** Your objective **
From the entries below, return every line that includes the word "Some".

[Stored items]
#####

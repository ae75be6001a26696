//! Server instance management

use std::net::SocketAddr;
use std::sync::Arc;

use axum::extract::DefaultBodyLimit;
use axum::http::{header::HeaderValue, Method};
use axum::Router;
use tokio::signal;
use tower_http::cors::CorsLayer;
use tower_http::services::ServeDir;
use tower_http::trace::TraceLayer;
use tracing::{info, warn};

use leflux::{EventBus, EventSink};
use lepilote::{Orchestrator, PipelineSet};
use lepipeline::{LocalObjectStore, ObjectStore};
use lequota::{Capability, CapabilityLimits, QuotaLedger, QuotaLimits};
use leseance::{DirSessionStore, SessionStore};

use crate::auth::{IdentityVerifier, StaticTokenVerifier};
use crate::config::ServeurConfig;
use crate::error::ApiError;
use crate::handlers::{create_router, AppState};

/// LeMentor HTTP/WebSocket server
///
/// Wires the orchestration engine to its collaborators and manages the
/// Axum server lifecycle including startup and graceful shutdown.
pub struct LeMentorServer {
    config: ServeurConfig,
    state: AppState,
}

impl LeMentorServer {
    /// Create new server instance
    pub fn new(config: ServeurConfig) -> Result<Self, ApiError> {
        if let Err(e) = config.validate() {
            return Err(ApiError::internal(format!("Invalid config: {e}")));
        }

        let store: Arc<dyn SessionStore> = Arc::new(
            DirSessionStore::open(&config.data_dir)
                .map_err(|e| ApiError::internal(format!("Failed to open session store: {e}")))?,
        );
        let objects: Arc<dyn ObjectStore> = Arc::new(
            LocalObjectStore::open(&config.media_dir, "/media")
                .map_err(|e| ApiError::internal(format!("Failed to open media store: {e}")))?,
        );

        let mut limits = QuotaLimits::default();
        let video_monthly = limits.for_capability(Capability::VideoGeneration).per_month;
        let voice_monthly = limits.for_capability(Capability::VoiceClone).per_month;
        limits.set(
            Capability::VideoGeneration,
            CapabilityLimits {
                per_day: Some(config.video_daily_limit),
                per_month: video_monthly,
            },
        );
        limits.set(
            Capability::VoiceClone,
            CapabilityLimits {
                per_day: Some(config.voice_daily_limit),
                per_month: voice_monthly,
            },
        );
        let ledger = Arc::new(QuotaLedger::new(limits));

        let bus = Arc::new(EventBus::new());
        let sink: Arc<dyn EventSink> = bus.clone();
        let pipelines = Arc::new(PipelineSet::standard(
            Arc::clone(&objects),
            Arc::clone(&store),
        ));
        let orchestrator = Arc::new(Orchestrator::new(
            Arc::clone(&store),
            Arc::clone(&ledger),
            sink,
            pipelines,
        ));

        let verifier = StaticTokenVerifier::new(config.api_tokens.clone());
        if verifier.is_empty() {
            warn!("no API tokens configured; every authenticated request will be rejected");
        }
        let verifier: Arc<dyn IdentityVerifier> = Arc::new(verifier);

        let state = AppState {
            orchestrator,
            store,
            bus,
            verifier,
            ledger,
            objects,
            config: Arc::new(config.clone()),
        };

        Ok(Self { config, state })
    }

    /// The fully assembled application router, layers included.
    pub fn app(&self) -> Router {
        let mut cors = CorsLayer::new()
            .allow_methods([Method::GET, Method::POST])
            .allow_headers(tower_http::cors::Any);
        let origins: Vec<HeaderValue> = self
            .config
            .cors_origins
            .iter()
            .filter_map(|origin| match origin.parse::<HeaderValue>() {
                Ok(value) => Some(value),
                Err(_) => {
                    warn!(origin = origin.as_str(), "skipping unparsable CORS origin");
                    None
                }
            })
            .collect();
        cors = cors.allow_origin(origins);

        create_router()
            .with_state(self.state.clone())
            .nest_service("/media", ServeDir::new(&self.config.media_dir))
            .layer(DefaultBodyLimit::max(self.config.max_upload_bytes))
            .layer(TraceLayer::new_for_http())
            .layer(cors)
    }

    /// Get socket address for binding
    pub fn socket_addr(&self) -> Result<SocketAddr, ApiError> {
        self.config
            .socket_addr()
            .map_err(|e| ApiError::internal(format!("Failed to parse address: {e}")))
    }

    /// Start the server; returns once shutdown completes.
    pub async fn start(&self) -> Result<(), ApiError> {
        let addr = self.socket_addr()?;
        let app = self.app();

        let listener = tokio::net::TcpListener::bind(addr)
            .await
            .map_err(|e| ApiError::internal(format!("Failed to bind to {addr}: {e}")))?;

        info!(
            "Server listening on: http://{}:{}",
            self.config.host, self.config.port
        );

        axum::serve(listener, app)
            .with_graceful_shutdown(Self::shutdown_signal())
            .await
            .map_err(|e| ApiError::internal(format!("Server error: {e}")))
    }

    /// Resolves when Ctrl+C (or TERM on unix) is received.
    async fn shutdown_signal() {
        let ctrl_c = async {
            signal::ctrl_c()
                .await
                .expect("Failed to install Ctrl+C handler");
            info!("Received shutdown signal");
        };

        #[cfg(unix)]
        let terminate = async {
            use tokio::signal::unix;
            unix::signal(unix::SignalKind::terminate())
                .expect("Failed to install TERM handler")
                .recv()
                .await;
            info!("Received TERM signal");
        };

        #[cfg(not(unix))]
        let terminate = std::future::pending::<()>();

        tokio::select! {
            _ = ctrl_c => {},
            _ = terminate => {},
        }
    }

    /// Shared application state (handlers, tests).
    #[must_use]
    pub fn state(&self) -> AppState {
        self.state.clone()
    }

    /// Get server URL
    #[must_use]
    pub fn server_url(&self) -> String {
        self.config.server_url()
    }

    /// Get WebSocket URL
    #[must_use]
    pub fn websocket_url(&self) -> String {
        self.config.websocket_url()
    }
}

#[cfg(test)]
mod tests {
    use super::*;
    use tempfile::tempdir;

    #[test]
    fn test_server_builds_from_temp_dirs() {
        let dir = tempdir().expect("tempdir");
        let config = ServeurConfig {
            data_dir: dir.path().join("sessions").display().to_string(),
            media_dir: dir.path().join("media").display().to_string(),
            ..Default::default()
        };
        let server = LeMentorServer::new(config);
        assert!(server.is_ok());
    }

    #[test]
    fn test_server_rejects_invalid_config() {
        let config = ServeurConfig {
            port: 0,
            ..Default::default()
        };
        assert!(LeMentorServer::new(config).is_err());
    }
}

#####

** Result for this exercise **
                per_day: Some(config.video_daily_limit),
                per_day: Some(config.voice_daily_limit),
                Ok(value) => Some(value),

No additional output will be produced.